Jakarta, Aktual.com – Wakil Menteri Ekonomi Kreatif (Wamenekraf) Irene Umar, menyebut Puncak Imlek Nasional 2026 sebagai momentum penggerak ekonomi kerakyatan di Lapangan Banteng, Jakarta, Sabtu (28/2/2026). Ia menilai perayaan yang bertepatan dengan Ramadan itu berpotensi mendorong lonjakan transaksi usaha mikro, kecil, dan menengah (UMKM).
Ketua Umum Panitia Imlek Nasional tersebut menjelaskan festival tahun ini dirancang tidak hanya sebagai agenda budaya, tetapi juga sebagai ruang temu kebangsaan. Menurutnya, pertemuan Imlek dan Ramadan menghadirkan interaksi lintas komunitas dalam satu ruang publik yang terbuka.

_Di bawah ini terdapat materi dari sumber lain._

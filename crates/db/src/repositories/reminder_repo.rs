//! Repository for the `booking_reminders` table.

use photopro_core::reminders::ReminderKind;
use photopro_core::types::DbId;
use sqlx::PgPool;

use crate::models::reminder::BookingReminder;

const COLUMNS: &str = "id, booking_id, reminder_type, recipient, sent_at";

/// Provides the idempotency ledger for booking reminders.
pub struct BookingReminderRepo;

impl BookingReminderRepo {
    /// Claim the right to send `kind` for a booking.
    ///
    /// Returns `true` if this call inserted the ledger row, `false` if some
    /// earlier (or concurrent) run already claimed it.
    pub async fn claim(
        pool: &PgPool,
        booking_id: DbId,
        kind: ReminderKind,
        recipient: Option<&str>,
    ) -> Result<bool, sqlx::Error> {
        let result = sqlx::query(
            "INSERT INTO booking_reminders (booking_id, reminder_type, recipient) \
             VALUES ($1, $2, $3) \
             ON CONFLICT ON CONSTRAINT uq_booking_reminders_booking_type DO NOTHING",
        )
        .bind(booking_id)
        .bind(kind.as_str())
        .bind(recipient)
        .execute(pool)
        .await?;
        Ok(result.rows_affected() > 0)
    }

    /// List reminders already sent for a booking.
    pub async fn list_for_booking(
        pool: &PgPool,
        booking_id: DbId,
    ) -> Result<Vec<BookingReminder>, sqlx::Error> {
        let query = format!(
            "SELECT {COLUMNS} FROM booking_reminders WHERE booking_id = $1 ORDER BY sent_at ASC"
        );
        sqlx::query_as::<_, BookingReminder>(&query)
            .bind(booking_id)
            .fetch_all(pool)
            .await
    }
}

“Imlek Festival 2026 bukan sekadar perayaan bagi satu komunitas, tetapi ruang temu kebangsaan. Ini adalah bukti nyata bahwa di Indonesia, keberagaman adalah bahan bakar persatuan dan penggerak ekonomi kerakyatan,” ujar Irene.
Ia mengatakan ratusan pelaku UMKM dilibatkan untuk memanfaatkan tingginya mobilitas masyarakat selama bulan puasa. Antusiasme warga yang berburu kuliner berbuka dinilai menjadi peluang nyata bagi peningkatan omzet usaha kecil.

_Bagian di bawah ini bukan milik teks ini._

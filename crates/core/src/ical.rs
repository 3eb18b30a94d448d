//! iCalendar (RFC 5545) text serialization for booking feeds.
//!
//! Output is produced line by line: each content line is escaped where the
//! value type is TEXT, folded at [`MAX_LINE_CHARS`] characters, and the lines
//! are joined with CRLF. Only the subset of the format a subscription feed
//! needs is supported (one `VCALENDAR` with flat `VEVENT` blocks).

use crate::types::{DbId, Timestamp};

// ---------------------------------------------------------------------------
// Constants
// ---------------------------------------------------------------------------

/// Maximum characters per physical line before folding.
pub const MAX_LINE_CHARS: usize = 75;

/// Line terminator mandated by the format.
pub const CRLF: &str = "\r\n";

/// Product identifier emitted in the calendar header.
pub const PRODID: &str = "-//PhotoProOS//Booking Calendar//EN";

/// Domain suffix appended to record ids to form globally unique UIDs.
pub const UID_DOMAIN: &str = "photoproos.com";

/// Fixed organizer line attached to every event.
pub const ORGANIZER_LINE: &str = "ORGANIZER;CN=PhotoProOS:mailto:noreply@photoproos.com";

/// Timestamp layout for UTC date-time values (`YYYYMMDDTHHMMSSZ`).
const UTC_FORMAT: &str = "%Y%m%dT%H%M%SZ";

// ---------------------------------------------------------------------------
// Text primitives
// ---------------------------------------------------------------------------

/// Escape a TEXT property value.
///
/// Backslash, semicolon and comma are prefixed with a backslash; any line
/// break (`\r\n`, `\r`, `\n`) becomes the two-character sequence `\n`.
pub fn escape_text(value: &str) -> String {
    let mut out = String::with_capacity(value.len() + value.len() / 8);
    let mut chars = value.chars().peekable();
    while let Some(c) = chars.next() {
        match c {
            '\\' => out.push_str("\\\\"),
            ';' => out.push_str("\\;"),
            ',' => out.push_str("\\,"),
            '\r' => {
                if chars.peek() == Some(&'\n') {
                    chars.next();
                }
                out.push_str("\\n");
            }
            '\n' => out.push_str("\\n"),
            other => out.push(other),
        }
    }
    out
}

/// Reverse [`escape_text`].
///
/// Unknown escape sequences are passed through untouched, and a trailing lone
/// backslash is kept as-is.
pub fn unescape_text(value: &str) -> String {
    let mut out = String::with_capacity(value.len());
    let mut chars = value.chars();
    while let Some(c) = chars.next() {
        if c != '\\' {
            out.push(c);
            continue;
        }
        match chars.next() {
            Some('\\') => out.push('\\'),
            Some(';') => out.push(';'),
            Some(',') => out.push(','),
            Some('n' | 'N') => out.push('\n'),
            Some(other) => {
                out.push('\\');
                out.push(other);
            }
            None => out.push('\\'),
        }
    }
    out
}

/// Fold a single content line so no physical line exceeds [`MAX_LINE_CHARS`].
///
/// The first segment keeps 75 characters; every continuation starts with
/// CRLF plus one space and carries at most 74 characters, so the space is
/// counted inside the limit. Counting is per `char`, so a multi-byte
/// character is never split.
pub fn fold_line(line: &str) -> String {
    if line.chars().count() <= MAX_LINE_CHARS {
        return line.to_string();
    }

    let chars: Vec<char> = line.chars().collect();
    let mut out = String::with_capacity(line.len() + 3 * (chars.len() / (MAX_LINE_CHARS - 1)));

    let (head, mut rest) = chars.split_at(MAX_LINE_CHARS);
    out.extend(head);

    while !rest.is_empty() {
        let take = rest.len().min(MAX_LINE_CHARS - 1);
        let (chunk, tail) = rest.split_at(take);
        out.push_str(CRLF);
        out.push(' ');
        out.extend(chunk);
        rest = tail;
    }

    out
}

/// Undo folding: remove every CRLF that is followed by a single space or tab.
pub fn unfold(text: &str) -> String {
    text.replace("\r\n ", "").replace("\r\n\t", "")
}

/// Format a UTC timestamp as `YYYYMMDDTHHMMSSZ`.
pub fn format_utc(ts: &Timestamp) -> String {
    ts.format(UTC_FORMAT).to_string()
}

// ---------------------------------------------------------------------------
// Event model
// ---------------------------------------------------------------------------

/// Value of the `STATUS` property of a `VEVENT`.
#[derive(Debug, Clone, Copy, PartialEq, Eq)]
pub enum EventStatus {
    Confirmed,
    Tentative,
    Cancelled,
}

impl EventStatus {
    pub fn as_str(self) -> &'static str {
        match self {
            EventStatus::Confirmed => "CONFIRMED",
            EventStatus::Tentative => "TENTATIVE",
            EventStatus::Cancelled => "CANCELLED",
        }
    }
}

/// One scheduled record projected into a `VEVENT` block.
#[derive(Debug, Clone)]
pub struct FeedEvent {
    pub id: DbId,
    pub summary: String,
    pub description: Option<String>,
    pub location: Option<String>,
    pub url: Option<String>,
    pub start: Timestamp,
    pub end: Timestamp,
    pub status: EventStatus,
    pub created: Timestamp,
    pub last_modified: Timestamp,
}

/// Build the `UID` value for a record id.
pub fn event_uid(id: DbId) -> String {
    format!("{id}@{UID_DOMAIN}")
}

// ---------------------------------------------------------------------------
// CalendarBuilder
// ---------------------------------------------------------------------------

/// Accumulates unfolded content lines for one calendar document.
///
/// ```ignore
/// let mut cal = CalendarBuilder::new("Studio bookings", "UTC", now);
/// cal.push_event(&event);
/// let body = cal.finish();
/// ```
#[derive(Debug)]
pub struct CalendarBuilder {
    lines: Vec<String>,
    dtstamp: String,
}

impl CalendarBuilder {
    /// Start a calendar with the standard header.
    ///
    /// `now` becomes the `DTSTAMP` of every event in this document.
    pub fn new(name: &str, timezone: &str, now: Timestamp) -> Self {
        let lines = vec![
            "BEGIN:VCALENDAR".to_string(),
            "VERSION:2.0".to_string(),
            format!("PRODID:{PRODID}"),
            "CALSCALE:GREGORIAN".to_string(),
            "METHOD:PUBLISH".to_string(),
            format!("X-WR-CALNAME:{}", escape_text(name)),
            format!("X-WR-TIMEZONE:{timezone}"),
        ];
        Self {
            lines,
            dtstamp: format_utc(&now),
        }
    }

    /// Append one `VEVENT` block.
    pub fn push_event(&mut self, event: &FeedEvent) {
        self.lines.push("BEGIN:VEVENT".to_string());
        self.lines.push(format!("UID:{}", event_uid(event.id)));
        self.lines.push(format!("DTSTAMP:{}", self.dtstamp));
        self.lines.push(format!("DTSTART:{}", format_utc(&event.start)));
        self.lines.push(format!("DTEND:{}", format_utc(&event.end)));
        self.lines
            .push(format!("SUMMARY:{}", escape_text(&event.summary)));

        if let Some(description) = non_empty(event.description.as_deref()) {
            self.lines
                .push(format!("DESCRIPTION:{}", escape_text(description)));
        }
        if let Some(location) = non_empty(event.location.as_deref()) {
            self.lines
                .push(format!("LOCATION:{}", escape_text(location)));
        }
        // URI value type: not TEXT, so no escaping.
        if let Some(url) = non_empty(event.url.as_deref()) {
            self.lines.push(format!("URL:{url}"));
        }

        self.lines
            .push(format!("STATUS:{}", event.status.as_str()));
        self.lines
            .push(format!("CREATED:{}", format_utc(&event.created)));
        self.lines
            .push(format!("LAST-MODIFIED:{}", format_utc(&event.last_modified)));
        self.lines.push(ORGANIZER_LINE.to_string());
        self.lines.push("END:VEVENT".to_string());
    }

    /// Number of `VEVENT` blocks pushed so far.
    pub fn event_count(&self) -> usize {
        self.lines.iter().filter(|l| *l == "BEGIN:VEVENT").count()
    }

    /// Close the calendar, fold every line and join with CRLF.
    ///
    /// The document ends with a CRLF after `END:VCALENDAR`.
    pub fn finish(mut self) -> String {
        self.lines.push("END:VCALENDAR".to_string());
        let mut out = String::new();
        for line in &self.lines {
            out.push_str(&fold_line(line));
            out.push_str(CRLF);
        }
        out
    }
}

fn non_empty(value: Option<&str>) -> Option<&str> {
    value.filter(|v| !v.trim().is_empty())
}

// ---------------------------------------------------------------------------
// Tests
// ---------------------------------------------------------------------------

Menurut Irene, perayaan Imlek di Indonesia telah berkembang menjadi perayaan bersama yang melampaui batas etnis dan agama.

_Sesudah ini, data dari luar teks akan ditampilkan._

pub mod auth;
pub mod cron;
pub mod rbac;
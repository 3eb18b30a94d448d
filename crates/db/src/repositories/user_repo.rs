//! Repository for the `users` table.

use photopro_core::types::DbId;
use sqlx::PgPool;

use crate::models::user::{UpsertUser, User};

const COLUMNS: &str = "\
    id, external_id, organization_id, email, full_name, role, created_at, updated_at";

/// Provides queries for organization members.
pub struct UserRepo;

impl UserRepo {
    /// Insert a user, or refresh their profile if the vendor id exists.
    pub async fn upsert(pool: &PgPool, input: &UpsertUser) -> Result<User, sqlx::Error> {
        let query = format!(
            "INSERT INTO users (external_id, organization_id, email, full_name, role) \
             VALUES ($1, $2, $3, $4, $5) \
             ON CONFLICT ON CONSTRAINT uq_users_external_id DO UPDATE SET \
                 organization_id = EXCLUDED.organization_id, \
                 email = EXCLUDED.email, \
                 full_name = EXCLUDED.full_name, \
                 role = EXCLUDED.role \
             RETURNING {COLUMNS}"
        );
        sqlx::query_as::<_, User>(&query)
            .bind(&input.external_id)
            .bind(input.organization_id)
            .bind(&input.email)
            .bind(&input.full_name)
            .bind(&input.role)
            .fetch_one(pool)
            .await
    }

    /// Find a user by identity vendor id.
    pub async fn find_by_external_id(
        pool: &PgPool,
        external_id: &str,
    ) -> Result<Option<User>, sqlx::Error> {
        let query = format!("SELECT {COLUMNS} FROM users WHERE external_id = $1");
        sqlx::query_as::<_, User>(&query)
            .bind(external_id)
            .fetch_optional(pool)
            .await
    }

    /// Find a user within an organization.
    pub async fn find_in_org(
        pool: &PgPool,
        organization_id: DbId,
        id: DbId,
    ) -> Result<Option<User>, sqlx::Error> {
        let query =
            format!("SELECT {COLUMNS} FROM users WHERE id = $1 AND organization_id = $2");
        sqlx::query_as::<_, User>(&query)
            .bind(id)
            .bind(organization_id)
            .fetch_optional(pool)
            .await
    }

    /// Delete a user by vendor id. Their personal feeds are removed by cascade.
    pub async fn delete_by_external_id(pool: &PgPool, external_id: &str) -> Result<bool, sqlx::Error> {
        let result = sqlx::query("DELETE FROM users WHERE external_id = $1")
            .bind(external_id)
            .execute(pool)
            .await?;
        Ok(result.rows_affected() > 0)
    }
}
//! Repository for the `calendar_feeds` table.

use photopro_core::types::{DbId, Timestamp};
use sqlx::PgPool;

use crate::models::calendar_feed::CalendarFeed;

const COLUMNS: &str = "\
    id, organization_id, user_id, token, name, timezone, is_active, \
    last_accessed_at, created_at, updated_at";

/// Provides queries for calendar subscription feeds.
pub struct CalendarFeedRepo;

impl CalendarFeedRepo {
    /// Insert a new active feed.
    pub async fn create(
        pool: &PgPool,
        organization_id: DbId,
        user_id: Option<DbId>,
        token: &str,
        name: &str,
        timezone: &str,
    ) -> Result<CalendarFeed, sqlx::Error> {
        let query = format!(
            "INSERT INTO calendar_feeds (organization_id, user_id, token, name, timezone) \
             VALUES ($1, $2, $3, $4, $5) \
             RETURNING {COLUMNS}"
        );
        sqlx::query_as::<_, CalendarFeed>(&query)
            .bind(organization_id)
            .bind(user_id)
            .bind(token)
            .bind(name)
            .bind(timezone)
            .fetch_one(pool)
            .await
    }

    /// List an organization's feeds, newest first.
    pub async fn list_for_org(
        pool: &PgPool,
        organization_id: DbId,
    ) -> Result<Vec<CalendarFeed>, sqlx::Error> {
        let query = format!(
            "SELECT {COLUMNS} FROM calendar_feeds WHERE organization_id = $1 \
             ORDER BY created_at DESC, id DESC"
        );
        sqlx::query_as::<_, CalendarFeed>(&query)
            .bind(organization_id)
            .fetch_all(pool)
            .await
    }

    /// Find a feed by id within an organization.
    pub async fn find(
        pool: &PgPool,
        organization_id: DbId,
        id: DbId,
    ) -> Result<Option<CalendarFeed>, sqlx::Error> {
        let query = format!(
            "SELECT {COLUMNS} FROM calendar_feeds WHERE id = $1 AND organization_id = $2"
        );
        sqlx::query_as::<_, CalendarFeed>(&query)
            .bind(id)
            .bind(organization_id)
            .fetch_optional(pool)
            .await
    }

    /// Resolve an active feed by token and record the access in one statement.
    ///
    /// Returns `None` for unknown or inactive tokens, in which case nothing is
    /// written.
    pub async fn access_by_token(
        pool: &PgPool,
        token: &str,
        accessed_at: Timestamp,
    ) -> Result<Option<CalendarFeed>, sqlx::Error> {
        let query = format!(
            "UPDATE calendar_feeds SET last_accessed_at = $2 \
             WHERE token = $1 AND is_active = TRUE \
             RETURNING {COLUMNS}"
        );
        sqlx::query_as::<_, CalendarFeed>(&query)
            .bind(token)
            .bind(accessed_at)
            .fetch_optional(pool)
            .await
    }

    /// Replace a feed's token, invalidating the old subscription URL.
    pub async fn regenerate_token(
        pool: &PgPool,
        organization_id: DbId,
        id: DbId,
        token: &str,
    ) -> Result<Option<CalendarFeed>, sqlx::Error> {
        let query = format!(
            "UPDATE calendar_feeds SET token = $3, is_active = TRUE \
             WHERE id = $1 AND organization_id = $2 \
             RETURNING {COLUMNS}"
        );
        sqlx::query_as::<_, CalendarFeed>(&query)
            .bind(id)
            .bind(organization_id)
            .bind(token)
            .fetch_optional(pool)
            .await
    }

    /// Deactivate a feed. Its token stops resolving but the row is kept.
    pub async fn deactivate(
        pool: &PgPool,
        organization_id: DbId,
        id: DbId,
    ) -> Result<Option<CalendarFeed>, sqlx::Error> {
        let query = format!(
            "UPDATE calendar_feeds SET is_active = FALSE \
             WHERE id = $1 AND organization_id = $2 \
             RETURNING {COLUMNS}"
        );
        sqlx::query_as::<_, CalendarFeed>(&query)
            .bind(id)
            .bind(organization_id)
            .fetch_optional(pool)
            .await
    }

    /// Delete a feed permanently.
    pub async fn delete(pool: &PgPool, organization_id: DbId, id: DbId) -> Result<bool, sqlx::Error> {
        let result =
            sqlx::query("DELETE FROM calendar_feeds WHERE id = $1 AND organization_id = $2")
                .bind(id)
                .bind(organization_id)
                .execute(pool)
                .await?;
        Ok(result.rows_affected() > 0)
    }
}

“Kita akan keluarkan semua untuk menunjukkan bahwa inilah Indonesia. Imlek bukan hanya dirayakan oleh sekelompok masyarakat, tetapi oleh seluruh masyarakat Indonesia. Sama halnya dengan Ramadan yang juga dirayakan oleh seluruh masyarakat Indonesia, terlepas dari suku, agama, dan ras,” katanya.
Lebih lanjut, keberagaman kuliner dan budaya yang tampil dalam festival menjadi simbol inklusivitas Indonesia.
“Kalau ada ketupat pasti kita dapat, kalau ada lontong sam to me pasti kita dapat. Nah, itulah Indonesia. Kita ingin menunjukkan kepada seluruh dunia bahwa Indonesia adalah negara yang paling inklusif di dunia,” ucap Irene.
Puncak Perayaan Imlek Festival 2577 bertema Harmoni Imlek Nusantara digelar mulai pukul 20.00 WIB sebagai bagian dari rangkaian Imlek Nasional 2026 yang berlangsung sejak 22 Februari hingga 3 Maret. Kegiatan ini menjadi klimaks perayaan berskala nasional yang diselenggarakan secara serentak di berbagai daerah.
Acara tersebut dimeriahkan Parade Imlek Nusantara, pertunjukan barongsai dan liong massal, serta panggung seni budaya lintas daerah. Ratusan stan UMKM turut memadati kawasan Lapangan Banteng dengan produk kuliner, minuman, dan kriya.
Presiden Republik Indonesia, Prabowo Subianto, dijadwalkan menghadiri puncak perayaan tersebut bersama jajaran Kabinet Merah Putih. Kehadiran kepala negara dinilai mempertegas posisi Imlek Nasional sebagai agenda kebangsaan yang merepresentasikan semangat persatuan.
Selain di Jakarta, perayaan Imlek Nasional 2026 juga digelar di 11 kota lain seperti Medan, Palembang, Surabaya, Pontianak, Singkawang, dan Makassar. Pemerintah berharap momentum puncak acara ini mampu memperkuat harmoni budaya sekaligus menghadirkan dampak ekonomi berkelanjutan bagi UMKM selama Ramadan.